Because, as we all know, I have so much influence on the Canadian electorate, and I keep making fun of Canada’s reputation for niceness, so they probably elected him just to spite me.
The latest account of Ford’s hijinks occurred right after his notorious softball interview with Jimmy Kimmel.
Ford is behind the wheel and hammered. One constituent he calls that night recalls Ford slurring his words.
The Star has heard audio of Ford and Bellissimo talking and both are slurring. (The Star has interviewed people who say it is nothing for Ford to down a 40-ouncer of vodka. The man who recorded the audio of Ford at Sully Gorman’s bar two weeks ago told the Star Ford’s ability to drink shots of tequila is “incredible.”)

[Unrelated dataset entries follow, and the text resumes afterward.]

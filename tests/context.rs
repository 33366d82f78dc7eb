use fission::engine::{ErrorType, RemoteAddr, MIME_JSON};
use fission::{handlers, Context, Failure, HandlerFunc, HandlerResult, State, StatusCode};

use std::sync::Arc;
use std::time::Duration;

use bytes::Bytes;
use http::Request;
use parking_lot::Mutex;

type Log = Arc<Mutex<Vec<&'static str>>>;

fn context(uri: &str) -> Context {
    Context::new(Request::builder().uri(uri).body(Bytes::new()).unwrap())
}

/// A handler that records `name` and lets the chain go on implicitly.
fn mark(log: &Log, name: &'static str) -> HandlerFunc {
    let log = Arc::clone(log);
    Arc::new(move |_: &mut Context| -> HandlerResult {
        log.lock().push(name);
        Ok(())
    })
}

/// A middleware that records `name` around an explicit `next`.
fn around(log: &Log, name: &'static str, exit: &'static str) -> HandlerFunc {
    let log = Arc::clone(log);
    Arc::new(move |c: &mut Context| -> HandlerResult {
        log.lock().push(name);
        c.next()?;
        log.lock().push(exit);
        Ok(())
    })
}

#[test]
fn onion_ordering() {
    let log = Log::default();
    let mut c = context("/");
    c.set_handlers(vec![
        around(&log, "a in", "a out"),
        around(&log, "b in", "b out"),
        mark(&log, "handler"),
    ]);
    assert_eq!(c.state(), State::Created);

    c.next().unwrap();
    assert_eq!(*log.lock(), ["a in", "b in", "handler", "b out", "a out"]);
    assert_eq!(c.state(), State::Completed);
}

#[test]
fn abort_before_next() {
    let log = Log::default();
    let log2 = Arc::clone(&log);
    let second: HandlerFunc = Arc::new(move |c: &mut Context| -> HandlerResult {
        log2.lock().push("2");
        c.abort();
        c.next()
    });
    let mut c = context("/");
    c.set_handlers(vec![around(&log, "1 in", "1 out"), second, mark(&log, "3")]);

    c.next().unwrap();
    assert_eq!(*log.lock(), ["1 in", "2", "1 out"]);
    assert!(c.is_aborted());
    assert_eq!(c.state(), State::Aborted);
}

#[test]
fn abort_after_next() {
    let log = Log::default();
    let log2 = Arc::clone(&log);
    let second: HandlerFunc = Arc::new(move |c: &mut Context| -> HandlerResult {
        log2.lock().push("2 in");
        c.next()?;
        c.abort();
        c.next()?;
        log2.lock().push("2 out");
        Ok(())
    });
    let mut c = context("/");
    c.set_handlers(vec![
        around(&log, "1 in", "1 out"),
        second,
        mark(&log, "3"),
        mark(&log, "4"),
    ]);

    c.next().unwrap();
    assert_eq!(*log.lock(), ["1 in", "2 in", "3", "4", "2 out", "1 out"]);
    assert_eq!(c.state(), State::Aborted);

    // an aborted chain stays put
    c.next().unwrap();
    assert_eq!(log.lock().len(), 6);
}

#[test]
fn failure_stops_the_chain() {
    let log = Log::default();
    let failing: HandlerFunc = Arc::new(|_: &mut Context| -> HandlerResult {
        Err(Failure::new(StatusCode::CONFLICT, "stale"))
    });
    let mut c = context("/");
    c.set_handlers(vec![
        around(&log, "outer in", "outer out"),
        failing,
        mark(&log, "never"),
    ]);

    let failure = c.next().unwrap_err();
    assert_eq!(failure.status(), StatusCode::CONFLICT);
    assert_eq!(*log.lock(), ["outer in"]);
}

#[test]
fn abort_with_status() {
    let mut c = context("/");
    c.set_handlers(handlers![
        |c: &mut Context| -> HandlerResult {
            c.abort_with_status(StatusCode::UNAUTHORIZED);
            Ok(())
        },
        |c: &mut Context| c.string(StatusCode::OK, "secret"),
    ]);

    c.next().unwrap();
    let resp = c.take_response();
    assert_eq!(resp.status(), StatusCode::UNAUTHORIZED);
    assert!(resp.body().is_empty());
}

#[test]
fn abort_with_status_json() {
    let mut c = context("/");
    c.abort_with_status_json(
        StatusCode::FORBIDDEN,
        &serde_json::json!({ "error": "forbidden" }),
    )
    .unwrap();
    assert!(c.is_aborted());

    let resp = c.take_response();
    assert_eq!(resp.status(), StatusCode::FORBIDDEN);
    assert_eq!(resp.headers()["content-type"], MIME_JSON);
    assert_eq!(&resp.body()[..], br#"{"error":"forbidden"}"#);
}

#[test]
fn errors_are_collected() {
    let mut c = context("/");
    c.error(std::io::Error::new(std::io::ErrorKind::Other, "first"));
    c.abort_with_error(
        StatusCode::BAD_REQUEST,
        std::io::Error::new(std::io::ErrorKind::InvalidInput, "second"),
    )
    .set_type(ErrorType::PUBLIC)
    .set_meta(serde_json::json!({ "field": "name" }));

    assert!(c.is_aborted());
    assert_eq!(c.writer().status(), StatusCode::BAD_REQUEST);
    assert_eq!(c.errors().messages(), ["first", "second"]);
    assert_eq!(c.errors().by_type(ErrorType::PUBLIC).len(), 1);
    assert_eq!(c.errors().last().unwrap().to_string(), "second");
}

#[test]
fn keys() {
    let c = context("/");
    c.set("name", "alice");
    c.set("owned", String::from("bob"));
    c.set("age", 42_i64);
    c.set("admin", true);
    c.set("ttl", Duration::from_secs(3));
    c.set("ratio", 0.5_f64);
    c.set("count", 7_u64);

    assert_eq!(c.get_string("name"), "alice");
    assert_eq!(c.get_string("owned"), "bob");
    assert_eq!(c.get_i64("age"), 42);
    assert!(c.get_bool("admin"));
    assert_eq!(c.get_duration("ttl"), Duration::from_secs(3));
    assert_eq!(c.get_f64("ratio"), 0.5);
    assert_eq!(c.get_u64("count"), 7);

    // wrong types and missing keys read as zero values
    assert_eq!(c.get_i64("name"), 0);
    assert_eq!(c.get_string("missing"), "");
    assert!(c.get("missing").is_none());

    assert_eq!(*c.get_as::<i64>("age").unwrap(), 42);
    assert!(c.get_as::<u8>("age").is_none());
    assert!(c.must_get("admin").downcast_ref::<bool>().is_some());
}

#[test]
fn keys_shared_with_helper_threads() {
    let c = context("/");
    c.set("base", 100_u64);

    std::thread::scope(|s| {
        for i in 0..8_u64 {
            let c = &c;
            s.spawn(move || {
                let base = c.get_u64("base");
                c.set(format!("part-{}", i), base + i);
            });
        }
    });

    let sum: u64 = (0..8).map(|i| c.get_u64(&format!("part-{}", i)) - 100).sum();
    assert_eq!(sum, 28);
}

#[test]
#[should_panic(expected = "does not exist")]
fn must_get_panics() {
    let c = context("/");
    c.must_get("missing");
}

#[test]
fn query_values() {
    let c = context("/search?q=rust+lang&tag=a&tag=b&empty=");

    assert_eq!(c.query("q"), "rust lang");
    assert_eq!(c.query_all("tag"), ["a", "b"]);
    assert_eq!(c.get_query("empty").as_deref(), Some(""));
    assert_eq!(c.get_query("missing"), None);
    assert_eq!(c.default_query("page", "1"), "1");
    assert_eq!(c.default_query("q", "x"), "rust lang");
    assert_eq!(c.path(), "/search");
}

#[test]
fn params_and_headers() {
    let mut req = Request::builder()
        .uri("/")
        .header("Content-Type", "application/json; charset=utf-8")
        .header("X-Token", "abc")
        .body(Bytes::new())
        .unwrap();
    req.extensions_mut()
        .insert(RemoteAddr("10.0.0.1:4000".parse().unwrap()));
    let mut c = Context::new(req);

    c.add_param("id", "7");
    assert_eq!(c.param("id"), "7");
    assert_eq!(c.param("missing"), "");
    assert_eq!(c.params().parse::<u32>("id"), Some(Ok(7)));

    assert_eq!(c.content_type(), "application/json");
    assert_eq!(c.get_header("x-token"), Some("abc"));
    assert_eq!(c.remote_addr().unwrap().port(), 4000);
    assert!(c.deadline().is_none());
}

#[test]
fn response_headers() {
    let mut c = context("/");
    c.header("Cache-Control", "no-store");
    c.header("X-Remove", "soon");
    c.header("X-Remove", "");
    c.header("Bad Header", "x");

    let resp = c.take_response();
    assert_eq!(resp.headers()["cache-control"], "no-store");
    assert!(resp.headers().get("x-remove").is_none());
}

#[test]
fn bodyless_statuses() {
    let mut c = context("/");
    c.string(StatusCode::NO_CONTENT, "ignored").unwrap();
    let resp = c.take_response();
    assert_eq!(resp.status(), StatusCode::NO_CONTENT);
    assert!(resp.body().is_empty());
}

#[test]
fn data_and_redirect() {
    let mut c = context("/");
    c.data(StatusCode::OK, "image/png", vec![0x89, b'P', b'N', b'G'])
        .unwrap();
    let resp = c.take_response();
    assert_eq!(resp.headers()["content-type"], "image/png");
    assert_eq!(resp.body().len(), 4);

    let mut c = context("/");
    c.redirect(StatusCode::FOUND, "/login").unwrap();
    let resp = c.take_response();
    assert_eq!(resp.status(), StatusCode::FOUND);
    assert_eq!(resp.headers()["location"], "/login");

    let mut c = context("/");
    let failure = c.redirect(StatusCode::OK, "/login").unwrap_err();
    assert_eq!(failure.status(), StatusCode::INTERNAL_SERVER_ERROR);
    assert_eq!(c.errors().by_type(ErrorType::RENDER).len(), 1);
}

#[test]
fn status_is_final_once_written() {
    let mut c = context("/");
    c.string(StatusCode::CREATED, "made").unwrap();
    c.status(StatusCode::NOT_FOUND);
    assert_eq!(c.writer().status(), StatusCode::CREATED);
    assert_eq!(c.writer().size(), 4);
}

fn named(c: &mut Context) -> HandlerResult {
    c.string(StatusCode::OK, "named")
}

#[test]
fn handler_names() {
    let mut c = context("/");
    assert_eq!(c.handler_name(), "");

    c.set_handlers(handlers![fission::engine::recovery(), named]);
    assert!(c.handler_name().ends_with("named"));
    let names = c.handler_names();
    assert_eq!(names.len(), 2);
    assert!(names[0].ends_with("recover"), "name = {}", names[0]);
    assert!(c.handler().is_some());
}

Ford has two ways of communicating as he drives — his cellular phone and his Onstar device, a General Motors product that acts as a cellphone. During one call as he drives that night, Ford is recorded as saying the following about Jews, blacks and Italians:
“Nobody sticks up for people like I do, every f—ing k–e, n—-r, f—ing w-p, d-go, whatever the race. Nobody does. I’m the most racist guy around. I’m the mayor of Toronto.”

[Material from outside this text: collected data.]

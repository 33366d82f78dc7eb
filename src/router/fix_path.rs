use super::pattern::SLASH;
use super::{NodeId, NodeKind, Router, ROOT};

impl<T> Router<T> {
    /// Finds a registered path that matches `path` when ASCII letters are
    /// compared case-insensitively, and returns it with the casing of the
    /// tree. Parameter values keep the casing of the request.
    ///
    /// With `fix_trailing_slash`, a missing or superfluous trailing slash is
    /// corrected as well.
    pub fn find_case_insensitive_path(&self, path: &str, fix_trailing_slash: bool) -> Option<String> {
        let mut out = String::with_capacity(path.len() + 1);
        if self.fix_node(ROOT, path, &mut out, fix_trailing_slash) {
            Some(out)
        } else {
            None
        }
    }

    fn fix_node(&self, n: NodeId, path: &str, out: &mut String, fix: bool) -> bool {
        let node = &self.nodes[n];
        let mark = out.len();

        let rest = match node.kind {
            NodeKind::Param => {
                let end = path.find(SLASH).unwrap_or(path.len());
                if end == 0 {
                    return false;
                }
                out.push_str(&path[..end]);
                &path[end..]
            }
            NodeKind::CatchAll if !node.wild_child => {
                if node.value.is_none() || path.len() <= 1 || !path.starts_with(SLASH) {
                    return false;
                }
                out.push_str(path);
                return true;
            }
            _ => match path.get(..node.path.len()) {
                Some(head) if head.eq_ignore_ascii_case(&node.path) => {
                    out.push_str(&node.path);
                    &path[node.path.len()..]
                }
                _ => {
                    let missing_slash = fix
                        && node.value.is_some()
                        && node.path.len() == path.len() + 1
                        && node.path.ends_with(SLASH)
                        && node.path[..path.len()].eq_ignore_ascii_case(path);
                    if missing_slash {
                        out.push_str(&node.path);
                    }
                    return missing_slash;
                }
            },
        };

        if rest.is_empty() {
            if node.value.is_some() {
                return true;
            }
            if fix && self.has_slash_leaf(n) {
                out.push(SLASH);
                return true;
            }
            out.truncate(mark);
            return false;
        }

        let c = rest.chars().next().unwrap_or_default();
        let statics = node.children.len() - usize::from(node.wild_child);
        for (pos, &child) in node.children[..statics].iter().enumerate() {
            let candidate = node.kind == NodeKind::Param
                || node
                    .indices
                    .get(pos)
                    .map_or(false, |idx| idx.eq_ignore_ascii_case(&c));
            if candidate && self.fix_node(child, rest, out, fix) {
                return true;
            }
        }

        if node.wild_child && self.fix_node(node.children[statics], rest, out, fix) {
            return true;
        }

        if fix && rest == "/" && node.value.is_some() {
            return true;
        }

        out.truncate(mark);
        false
    }

    fn has_slash_leaf(&self, n: NodeId) -> bool {
        let node = &self.nodes[n];
        node.children.iter().enumerate().any(|(pos, &child)| {
            let indexed = node.kind == NodeKind::Param || node.indices.get(pos) == Some(&SLASH);
            let child = &self.nodes[child];
            indexed && &*child.path == "/" && child.value.is_some()
        })
    }
}
//! Request binding: decoding request data into typed values.

mod validator;

pub use self::validator::{
    DefaultValidator, NoopValidator, SliceValidationError, StructValidator, Validate,
    ValidationError,
};

use crate::engine::Params;

use bytes::Bytes;
use http::header::CONTENT_TYPE;
use http::{HeaderMap, Method, Request};
use serde::de::DeserializeOwned;

pub const MIME_JSON: &str = "application/json";
pub const MIME_XML: &str = "application/xml";
pub const MIME_XML2: &str = "text/xml";
pub const MIME_POST_FORM: &str = "application/x-www-form-urlencoded";
pub const MIME_MULTIPART_POST_FORM: &str = "multipart/form-data";
pub const MIME_PROTOBUF: &str = "application/x-protobuf";
pub const MIME_YAML: &str = "application/x-yaml";
pub const MIME_TOML: &str = "application/toml";

#[derive(Debug, thiserror::Error)]
pub enum BindError {
    #[error("invalid json body: {0}")]
    Json(#[from] serde_json::Error),

    #[error("invalid form data: {0}")]
    Form(#[from] serde_urlencoded::de::Error),

    #[error("unsupported content type: {0:?}")]
    UnsupportedContentType(String),

    #[error(transparent)]
    Validation(#[from] ValidationError),
}

/// A request decoder.
#[derive(Debug, Clone, Copy, PartialEq, Eq)]
pub enum Binding {
    /// The request body as JSON.
    Json,
    /// The urlencoded body, or the query string for requests without one.
    Form,
    /// The query string.
    Query,
}

impl Binding {
    pub fn name(self) -> &'static str {
        match self {
            Binding::Json => "json",
            Binding::Form => "form",
            Binding::Query => "query",
        }
    }

    /// Picks the decoder for a request method and content type.
    pub fn default_for(method: &Method, content_type: &str) -> Result<Self, BindError> {
        if method == Method::GET {
            return Ok(Binding::Form);
        }
        match content_type {
            MIME_JSON => Ok(Binding::Json),
            MIME_XML | MIME_XML2 | MIME_PROTOBUF | MIME_YAML | MIME_TOML
            | MIME_MULTIPART_POST_FORM => {
                Err(BindError::UnsupportedContentType(content_type.to_owned()))
            }
            _ => Ok(Binding::Form),
        }
    }

    pub fn bind<T: DeserializeOwned>(self, req: &Request<Bytes>) -> Result<T, BindError> {
        let query = req.uri().query().unwrap_or("");
        match self {
            Binding::Json => Ok(serde_json::from_slice(req.body())?),
            Binding::Query => Ok(serde_urlencoded::from_str(query)?),
            Binding::Form => {
                let has_form_body = req.method() != Method::GET
                    && req.method() != Method::HEAD
                    && content_type(req.headers()) == MIME_POST_FORM;
                if has_form_body {
                    Ok(serde_urlencoded::from_bytes(req.body())?)
                } else {
                    Ok(serde_urlencoded::from_str(query)?)
                }
            }
        }
    }
}

/// Decodes path parameters into a value.
pub fn bind_uri<T: DeserializeOwned>(params: &Params) -> Result<T, BindError> {
    let encoded = url::form_urlencoded::Serializer::new(String::new())
        .extend_pairs(params.iter())
        .finish();
    Ok(serde_urlencoded::from_str(&encoded)?)
}

/// The media type of the `Content-Type` header, without parameters.
pub fn content_type(headers: &HeaderMap) -> &str {
    let value = headers
        .get(CONTENT_TYPE)
        .and_then(|v| v.to_str().ok())
        .unwrap_or("");
    filter_flags(value)
}

fn filter_flags(content: &str) -> &str {
    let end = content.find(|c| c == ';' || c == ' ').unwrap_or(content.len());
    &content[..end]
}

On a roll, Ford continues to spew invective that may be the worst published yet. At one point he makes a rude comment about his mother.

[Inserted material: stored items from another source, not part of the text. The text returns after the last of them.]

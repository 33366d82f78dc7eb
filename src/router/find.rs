use super::captures::Captures;
use super::endpoint::Endpoint;
use super::pattern::SLASH;
use super::{NodeId, NodeKind, Router, ROOT};

use smallvec::SmallVec;

/// The outcome of a lookup.
#[derive(Debug)]
pub enum Match<'a, T> {
    Found {
        data: &'a T,
        captures: Captures<'a>,
        /// The pattern the route was registered under.
        full_path: &'a str,
    },
    /// No route matched, but one exists for the same path with the trailing
    /// slash added or removed.
    TrailingSlashRedirect,
    NotFound,
}

impl<'a, T> Match<'a, T> {
    pub fn is_found(&self) -> bool {
        matches!(self, Match::Found { .. })
    }
}

/// A node whose static child was taken although its wildcard child could
/// also have matched.
struct Skipped<'a> {
    path: &'a str,
    node: NodeId,
    captures: usize,
}

impl<T> Router<T> {
    pub(super) fn walk<'a>(&'a self, path: &'a str) -> Option<(&'a Endpoint<T>, Captures<'a>)> {
        let mut path = path;
        let mut n = ROOT;
        let mut captures = Captures::new();
        let mut skipped: SmallVec<[Skipped<'a>; 4]> = SmallVec::new();
        let mut statics_done = false;

        macro_rules! backtrack {
            () => {
                match skipped.pop() {
                    Some(s) => {
                        path = s.path;
                        n = s.node;
                        captures.buf.truncate(s.captures);
                        statics_done = true;
                        continue;
                    }
                    None => return None,
                }
            };
        }

        loop {
            let node = &self.nodes[n];

            let rest = match path.strip_prefix(&*node.path) {
                Some(rest) => rest,
                None => backtrack!(),
            };

            if rest.is_empty() {
                if let Some(id) = node.value {
                    return Some((&self.endpoints[id], captures));
                }
                backtrack!();
            }

            if !statics_done {
                let c = rest.chars().next().unwrap_or_default();
                if let Some(pos) = node.indices.iter().position(|&idx| idx == c) {
                    if node.wild_child {
                        skipped.push(Skipped {
                            path,
                            node: n,
                            captures: captures.len(),
                        });
                    }
                    path = rest;
                    n = node.children[pos];
                    continue;
                }
            }
            statics_done = false;

            if !node.wild_child {
                backtrack!();
            }

            let child = &self.nodes[node.children[node.children.len() - 1]];
            match child.kind {
                NodeKind::Param => {
                    let end = rest.find(SLASH).unwrap_or(rest.len());
                    if end == 0 {
                        backtrack!();
                    }
                    captures.buf.push((&child.path[1..], &rest[..end]));

                    if end < rest.len() {
                        match child.children.first() {
                            Some(&next) => {
                                path = &rest[end..];
                                n = next;
                                continue;
                            }
                            None => backtrack!(),
                        }
                    }

                    if let Some(id) = child.value {
                        return Some((&self.endpoints[id], captures));
                    }
                    backtrack!();
                }
                NodeKind::CatchAll => {
                    let value = match rest.strip_prefix(SLASH) {
                        Some(value) if !value.is_empty() => value,
                        _ => backtrack!(),
                    };
                    if let Some(id) = child.value {
                        captures.buf.push((&child.path[2..], value));
                        return Some((&self.endpoints[id], captures));
                    }
                    backtrack!();
                }
                NodeKind::Static | NodeKind::Root => backtrack!(),
            }
        }
    }

    /// Whether the path with its trailing slash added or removed would match.
    pub(super) fn has_trailing_slash_alternative(&self, path: &str) -> bool {
        match path.strip_suffix(SLASH) {
            Some(trimmed) if !trimmed.is_empty() => self.walk(trimmed).is_some(),
            _ => {
                let alt = format!("{}{}", path, SLASH);
                let found = self.walk(&alt).is_some();
                found
            }
        }
    }
}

It goes on. It gets worse.
Wait…maybe it’s not my fault. We can blame Jimmy Kimmel!
For my part, if it will help, I’ll try in the future to avoid characterizing Canada as Mr Rogers’ neighborhood in real life, and try to remind everyone that the nation has its share of slimy assholes. For your part, Canada, could you at least get Ford off the road? Coked up drunk jerks shouldn’t be driving.
They can be mayor of Toronto, though.